Judith Davis, from Pitmedden, discovered a photograph of her little girl Hannah had been superimposed on various images in an insulting manner by pupils who attend Meldrum Academy.
Little Hannah was born with Pfeiffer syndrome, a rare genetic condition which causes problems with the formation of a child’s skull.
She spent the first year of her life in hospital and has required five major surgeries, with the possibility of more operations looming in her future.
Mrs Davis first became aware of the images after Hannah’s older sister, who goes to Meldrum Academy, was sent them online.
One of them showed the infant superimposed on a movie poster, and another was of her on a motorway.
The third showed her lying in a disabled parking space.
Mrs Davis yesterday revealed that the youngster had been targeted by bullies in a similar way last year.
She added: “You can teach your kids right from wrong, and that won’t always stop them from doing things they shouldn’t do, but there is absolutely nothing funny about Hannah’s situation.
“She has been through more than anyone could imagine, and the fact that some people sat down one night and thought to do this is unimaginable.
“I just don’t know how such an idea could ever enter someone’s head.
“The fact that all these pupils think this is an acceptable way to behave is extremely concerning.
“I know a lot of families of very complex children all over Scotland, and I don’t know anybody who has had to deal with something like this.
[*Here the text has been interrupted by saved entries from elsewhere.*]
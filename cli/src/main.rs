mod config;
mod render;

use std::io::{self, BufRead, IsTerminal, Write};
use std::process::ExitCode;

use anyhow::Result;
use clap::Parser;
use config::Config;
use tracing_subscriber::{EnvFilter, layer::SubscriberExt, util::SubscriberInitExt};
use typedex_dex::InfoService;

fn main() -> Result<ExitCode> {
    tracing_subscriber::registry()
        .with(EnvFilter::try_from_default_env().unwrap_or_else(|_| "warn".into()))
        .with(tracing_subscriber::fmt::layer().with_writer(io::stderr))
        .init();

    let config = Config::parse();
    let service = config.load_service()?;

    let mut stdout = io::stdout().lock();
    let all_found = if config.names.is_empty() {
        let stdin = io::stdin();
        if stdin.is_terminal() {
            eprintln!("Enter a Pokémon name to discover its weaknesses, strengths and counters.");
        }
        lookup_all(&service, stdin.lock().lines(), config.json, &mut stdout)?
    } else {
        let names = config.names.iter().cloned().map(Ok);
        lookup_all(&service, names, config.json, &mut stdout)?
    };

    Ok(exit_code(all_found))
}

/// Answer every non-blank name in order; returns whether all were found
fn lookup_all(
    service: &InfoService,
    names: impl IntoIterator<Item = io::Result<String>>,
    json: bool,
    out: &mut impl Write,
) -> Result<bool> {
    let mut all_found = true;
    for name in names {
        let name = name?;
        let name = name.trim();
        if name.is_empty() {
            continue;
        }
        all_found &= lookup(service, name, json, out)?;
    }
    Ok(all_found)
}

/// Print the result for one name; returns whether it was found
fn lookup(service: &InfoService, name: &str, json: bool, out: &mut impl Write) -> Result<bool> {
    match service.get_info(name) {
        Ok(info) => {
            if json {
                writeln!(out, "{}", serde_json::to_string_pretty(&info)?)?;
            } else {
                writeln!(out, "{}", render::render_text(&info))?;
            }
            out.flush()?;
            Ok(true)
        }
        Err(e) => {
            tracing::debug!(error = %e, "Lookup failed");
            eprintln!("{} ({})", render::NOT_FOUND_MESSAGE, name);
            Ok(false)
        }
    }
}

fn exit_code(all_found: bool) -> ExitCode {
    if all_found {
        ExitCode::SUCCESS
    } else {
        ExitCode::FAILURE
    }
}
Comments, sometimes, but never these kind of pictures.
“It’s just not normal.”
A spokesman for Aberdeenshire Council said: “We take allegations of bullying extremely seriously.
“Meldrum Academy is aware of this incident, and has met the parents of the children who created the images.
“In general terms, we raise awareness of anti-bullying and staying safe online through school assemblies, content in the curriculum, and after school activities.
“Any parent who has a concern should raise it with the school as soon as possible.”
Inspector Andy Scott said: “Our officers immediately liaised with the school involved and identified those responsible.
“Following a thorough review of the circumstances along with our partners, we collectively agreed that further action would be led by the school itself.”